[Supplied material]
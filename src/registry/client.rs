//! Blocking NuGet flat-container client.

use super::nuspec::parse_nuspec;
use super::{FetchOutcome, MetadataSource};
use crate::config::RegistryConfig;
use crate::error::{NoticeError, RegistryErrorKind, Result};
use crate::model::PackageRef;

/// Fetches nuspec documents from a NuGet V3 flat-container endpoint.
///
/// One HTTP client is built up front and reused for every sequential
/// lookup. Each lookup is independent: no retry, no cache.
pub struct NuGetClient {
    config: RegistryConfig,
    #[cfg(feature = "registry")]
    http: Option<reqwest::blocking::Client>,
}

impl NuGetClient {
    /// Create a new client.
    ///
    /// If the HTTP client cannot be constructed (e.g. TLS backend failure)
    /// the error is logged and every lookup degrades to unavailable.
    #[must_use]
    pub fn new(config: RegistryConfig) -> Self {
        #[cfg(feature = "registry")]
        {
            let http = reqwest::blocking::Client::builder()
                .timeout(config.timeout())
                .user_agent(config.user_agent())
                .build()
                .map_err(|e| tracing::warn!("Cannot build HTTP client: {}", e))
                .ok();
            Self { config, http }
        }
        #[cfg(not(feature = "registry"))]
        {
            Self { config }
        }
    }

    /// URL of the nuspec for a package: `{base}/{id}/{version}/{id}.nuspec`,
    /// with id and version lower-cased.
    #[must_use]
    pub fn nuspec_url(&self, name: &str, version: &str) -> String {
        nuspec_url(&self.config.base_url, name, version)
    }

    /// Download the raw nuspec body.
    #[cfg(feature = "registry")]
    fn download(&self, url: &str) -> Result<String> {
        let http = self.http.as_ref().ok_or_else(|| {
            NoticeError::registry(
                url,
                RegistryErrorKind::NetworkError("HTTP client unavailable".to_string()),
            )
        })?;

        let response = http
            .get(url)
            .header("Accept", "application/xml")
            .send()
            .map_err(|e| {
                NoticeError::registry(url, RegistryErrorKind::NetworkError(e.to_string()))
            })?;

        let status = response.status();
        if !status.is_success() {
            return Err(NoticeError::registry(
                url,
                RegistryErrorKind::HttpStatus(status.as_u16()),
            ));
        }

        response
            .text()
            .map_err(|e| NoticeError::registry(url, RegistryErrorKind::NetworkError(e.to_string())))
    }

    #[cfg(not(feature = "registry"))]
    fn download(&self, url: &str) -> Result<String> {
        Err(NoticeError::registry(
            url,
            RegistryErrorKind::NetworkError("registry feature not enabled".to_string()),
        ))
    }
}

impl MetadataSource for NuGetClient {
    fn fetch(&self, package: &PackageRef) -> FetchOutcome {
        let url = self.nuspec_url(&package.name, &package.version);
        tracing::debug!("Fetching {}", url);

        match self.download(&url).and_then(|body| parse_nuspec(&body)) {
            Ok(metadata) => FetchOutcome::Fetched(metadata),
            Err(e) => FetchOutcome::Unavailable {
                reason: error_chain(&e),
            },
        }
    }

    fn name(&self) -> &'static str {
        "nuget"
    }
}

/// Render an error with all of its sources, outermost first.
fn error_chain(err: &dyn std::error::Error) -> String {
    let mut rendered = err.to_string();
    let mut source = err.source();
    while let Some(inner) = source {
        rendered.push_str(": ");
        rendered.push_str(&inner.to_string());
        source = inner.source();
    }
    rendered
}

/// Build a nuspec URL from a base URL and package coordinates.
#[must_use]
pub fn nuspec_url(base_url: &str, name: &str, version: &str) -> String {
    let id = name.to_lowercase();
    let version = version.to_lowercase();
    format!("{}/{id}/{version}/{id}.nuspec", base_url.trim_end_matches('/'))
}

==

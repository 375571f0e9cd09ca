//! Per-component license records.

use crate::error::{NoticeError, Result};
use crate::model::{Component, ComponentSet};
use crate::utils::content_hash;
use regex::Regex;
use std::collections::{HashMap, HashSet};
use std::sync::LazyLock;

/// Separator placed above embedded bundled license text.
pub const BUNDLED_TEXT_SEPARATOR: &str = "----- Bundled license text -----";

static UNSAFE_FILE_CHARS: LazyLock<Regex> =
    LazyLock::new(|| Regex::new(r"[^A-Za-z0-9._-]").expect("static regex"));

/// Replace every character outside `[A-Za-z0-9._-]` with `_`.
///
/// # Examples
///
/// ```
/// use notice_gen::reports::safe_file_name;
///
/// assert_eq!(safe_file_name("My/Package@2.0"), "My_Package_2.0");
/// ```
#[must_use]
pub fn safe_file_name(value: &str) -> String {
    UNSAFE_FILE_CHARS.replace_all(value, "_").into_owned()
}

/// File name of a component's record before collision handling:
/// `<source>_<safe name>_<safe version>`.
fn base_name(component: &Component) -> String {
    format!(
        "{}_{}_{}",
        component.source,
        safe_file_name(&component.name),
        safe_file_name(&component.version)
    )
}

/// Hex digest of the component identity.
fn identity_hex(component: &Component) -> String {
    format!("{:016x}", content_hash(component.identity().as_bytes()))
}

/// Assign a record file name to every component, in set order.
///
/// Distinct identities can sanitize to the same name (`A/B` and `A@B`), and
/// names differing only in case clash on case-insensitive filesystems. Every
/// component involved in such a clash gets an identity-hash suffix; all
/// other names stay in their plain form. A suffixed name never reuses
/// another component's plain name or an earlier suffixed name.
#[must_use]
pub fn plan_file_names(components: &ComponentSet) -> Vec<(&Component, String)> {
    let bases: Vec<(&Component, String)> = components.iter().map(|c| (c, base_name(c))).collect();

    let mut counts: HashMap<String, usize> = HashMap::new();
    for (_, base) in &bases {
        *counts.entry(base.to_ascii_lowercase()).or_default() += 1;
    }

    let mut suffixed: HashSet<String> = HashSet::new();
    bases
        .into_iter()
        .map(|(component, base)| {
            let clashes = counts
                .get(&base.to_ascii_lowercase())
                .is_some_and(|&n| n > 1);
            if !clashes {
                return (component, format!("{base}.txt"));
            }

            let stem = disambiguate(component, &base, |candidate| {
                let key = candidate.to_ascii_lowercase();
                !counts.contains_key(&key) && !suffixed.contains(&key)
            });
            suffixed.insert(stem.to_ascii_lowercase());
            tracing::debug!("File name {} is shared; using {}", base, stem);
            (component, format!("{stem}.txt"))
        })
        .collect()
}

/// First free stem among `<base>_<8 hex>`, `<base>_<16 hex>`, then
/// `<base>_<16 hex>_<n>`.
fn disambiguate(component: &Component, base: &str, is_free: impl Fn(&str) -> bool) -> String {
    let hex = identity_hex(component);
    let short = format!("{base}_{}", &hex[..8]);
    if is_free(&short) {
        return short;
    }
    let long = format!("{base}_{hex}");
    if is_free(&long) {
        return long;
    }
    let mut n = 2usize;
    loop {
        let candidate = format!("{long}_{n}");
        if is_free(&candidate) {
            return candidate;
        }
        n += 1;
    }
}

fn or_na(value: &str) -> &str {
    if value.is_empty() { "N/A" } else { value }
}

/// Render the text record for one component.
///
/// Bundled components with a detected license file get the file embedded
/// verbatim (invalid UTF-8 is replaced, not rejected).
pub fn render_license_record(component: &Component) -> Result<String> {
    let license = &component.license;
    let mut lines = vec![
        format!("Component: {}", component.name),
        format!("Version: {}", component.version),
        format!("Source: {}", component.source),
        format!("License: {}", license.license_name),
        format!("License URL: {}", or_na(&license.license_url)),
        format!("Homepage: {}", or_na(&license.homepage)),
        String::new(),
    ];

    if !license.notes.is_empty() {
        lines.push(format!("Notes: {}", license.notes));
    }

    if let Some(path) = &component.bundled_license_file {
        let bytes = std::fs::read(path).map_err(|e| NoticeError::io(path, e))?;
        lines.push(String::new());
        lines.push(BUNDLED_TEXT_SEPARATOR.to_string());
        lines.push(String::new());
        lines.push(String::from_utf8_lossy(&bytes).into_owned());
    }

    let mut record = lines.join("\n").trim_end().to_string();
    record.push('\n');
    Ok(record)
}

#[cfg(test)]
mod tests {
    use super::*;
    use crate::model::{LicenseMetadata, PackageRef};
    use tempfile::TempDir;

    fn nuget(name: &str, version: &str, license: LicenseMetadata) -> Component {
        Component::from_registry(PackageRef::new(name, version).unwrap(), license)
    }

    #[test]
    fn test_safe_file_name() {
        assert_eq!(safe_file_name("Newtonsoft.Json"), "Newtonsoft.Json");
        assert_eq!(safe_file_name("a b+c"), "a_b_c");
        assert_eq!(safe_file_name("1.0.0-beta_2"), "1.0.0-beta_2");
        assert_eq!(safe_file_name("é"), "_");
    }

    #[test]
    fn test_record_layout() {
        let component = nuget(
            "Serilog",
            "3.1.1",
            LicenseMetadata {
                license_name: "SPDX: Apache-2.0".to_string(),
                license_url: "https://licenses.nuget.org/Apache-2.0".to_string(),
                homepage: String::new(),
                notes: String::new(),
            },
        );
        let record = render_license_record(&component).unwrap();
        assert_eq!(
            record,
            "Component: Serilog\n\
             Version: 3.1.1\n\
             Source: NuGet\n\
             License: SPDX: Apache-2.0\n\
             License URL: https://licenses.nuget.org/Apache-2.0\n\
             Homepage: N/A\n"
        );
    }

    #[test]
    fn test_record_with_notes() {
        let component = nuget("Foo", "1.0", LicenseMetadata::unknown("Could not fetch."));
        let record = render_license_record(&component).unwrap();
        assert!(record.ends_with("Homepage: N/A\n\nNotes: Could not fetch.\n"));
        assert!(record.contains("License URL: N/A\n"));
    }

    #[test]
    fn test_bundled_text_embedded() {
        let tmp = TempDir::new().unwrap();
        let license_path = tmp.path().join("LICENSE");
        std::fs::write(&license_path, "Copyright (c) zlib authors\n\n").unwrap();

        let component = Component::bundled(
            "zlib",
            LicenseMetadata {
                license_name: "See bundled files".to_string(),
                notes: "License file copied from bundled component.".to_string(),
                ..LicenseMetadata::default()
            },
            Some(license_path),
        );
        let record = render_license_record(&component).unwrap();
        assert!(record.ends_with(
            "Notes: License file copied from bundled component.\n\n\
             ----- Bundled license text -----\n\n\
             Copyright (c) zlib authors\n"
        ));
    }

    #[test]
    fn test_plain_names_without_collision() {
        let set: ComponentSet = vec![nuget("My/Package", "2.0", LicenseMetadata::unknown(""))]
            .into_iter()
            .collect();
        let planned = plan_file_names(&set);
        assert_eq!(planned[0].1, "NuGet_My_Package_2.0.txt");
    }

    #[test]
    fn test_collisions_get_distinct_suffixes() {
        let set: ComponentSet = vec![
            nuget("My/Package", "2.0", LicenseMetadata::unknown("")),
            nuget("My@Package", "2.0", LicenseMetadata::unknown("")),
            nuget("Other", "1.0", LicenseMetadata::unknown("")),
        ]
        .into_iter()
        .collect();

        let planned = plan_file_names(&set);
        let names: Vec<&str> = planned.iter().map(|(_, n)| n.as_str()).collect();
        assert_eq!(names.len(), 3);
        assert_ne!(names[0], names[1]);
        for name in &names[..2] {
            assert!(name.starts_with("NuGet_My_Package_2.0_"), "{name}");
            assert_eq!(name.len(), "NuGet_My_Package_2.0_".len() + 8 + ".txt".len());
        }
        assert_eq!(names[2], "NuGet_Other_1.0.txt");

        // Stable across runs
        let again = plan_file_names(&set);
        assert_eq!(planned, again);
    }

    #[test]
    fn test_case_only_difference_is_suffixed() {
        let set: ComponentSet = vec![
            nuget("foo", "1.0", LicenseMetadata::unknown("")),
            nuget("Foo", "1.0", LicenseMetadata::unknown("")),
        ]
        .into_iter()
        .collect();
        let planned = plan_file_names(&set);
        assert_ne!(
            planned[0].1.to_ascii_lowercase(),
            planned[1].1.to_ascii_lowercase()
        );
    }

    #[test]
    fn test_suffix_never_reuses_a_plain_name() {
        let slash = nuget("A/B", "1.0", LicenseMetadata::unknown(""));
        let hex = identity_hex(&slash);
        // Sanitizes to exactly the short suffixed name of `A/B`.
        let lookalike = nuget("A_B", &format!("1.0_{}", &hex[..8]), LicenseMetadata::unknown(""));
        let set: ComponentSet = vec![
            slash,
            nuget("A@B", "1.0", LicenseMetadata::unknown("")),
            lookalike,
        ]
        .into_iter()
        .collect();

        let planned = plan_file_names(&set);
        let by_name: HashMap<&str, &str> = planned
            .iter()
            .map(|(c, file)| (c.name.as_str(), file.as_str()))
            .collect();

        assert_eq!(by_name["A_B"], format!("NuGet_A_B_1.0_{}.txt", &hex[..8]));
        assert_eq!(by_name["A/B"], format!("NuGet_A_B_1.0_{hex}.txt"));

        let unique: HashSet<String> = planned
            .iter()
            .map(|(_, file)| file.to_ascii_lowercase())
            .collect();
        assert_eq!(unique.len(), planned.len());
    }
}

[Assigned task]
Only the number is needed. Say how many lines of the entries contain "super".

[Written answer]
3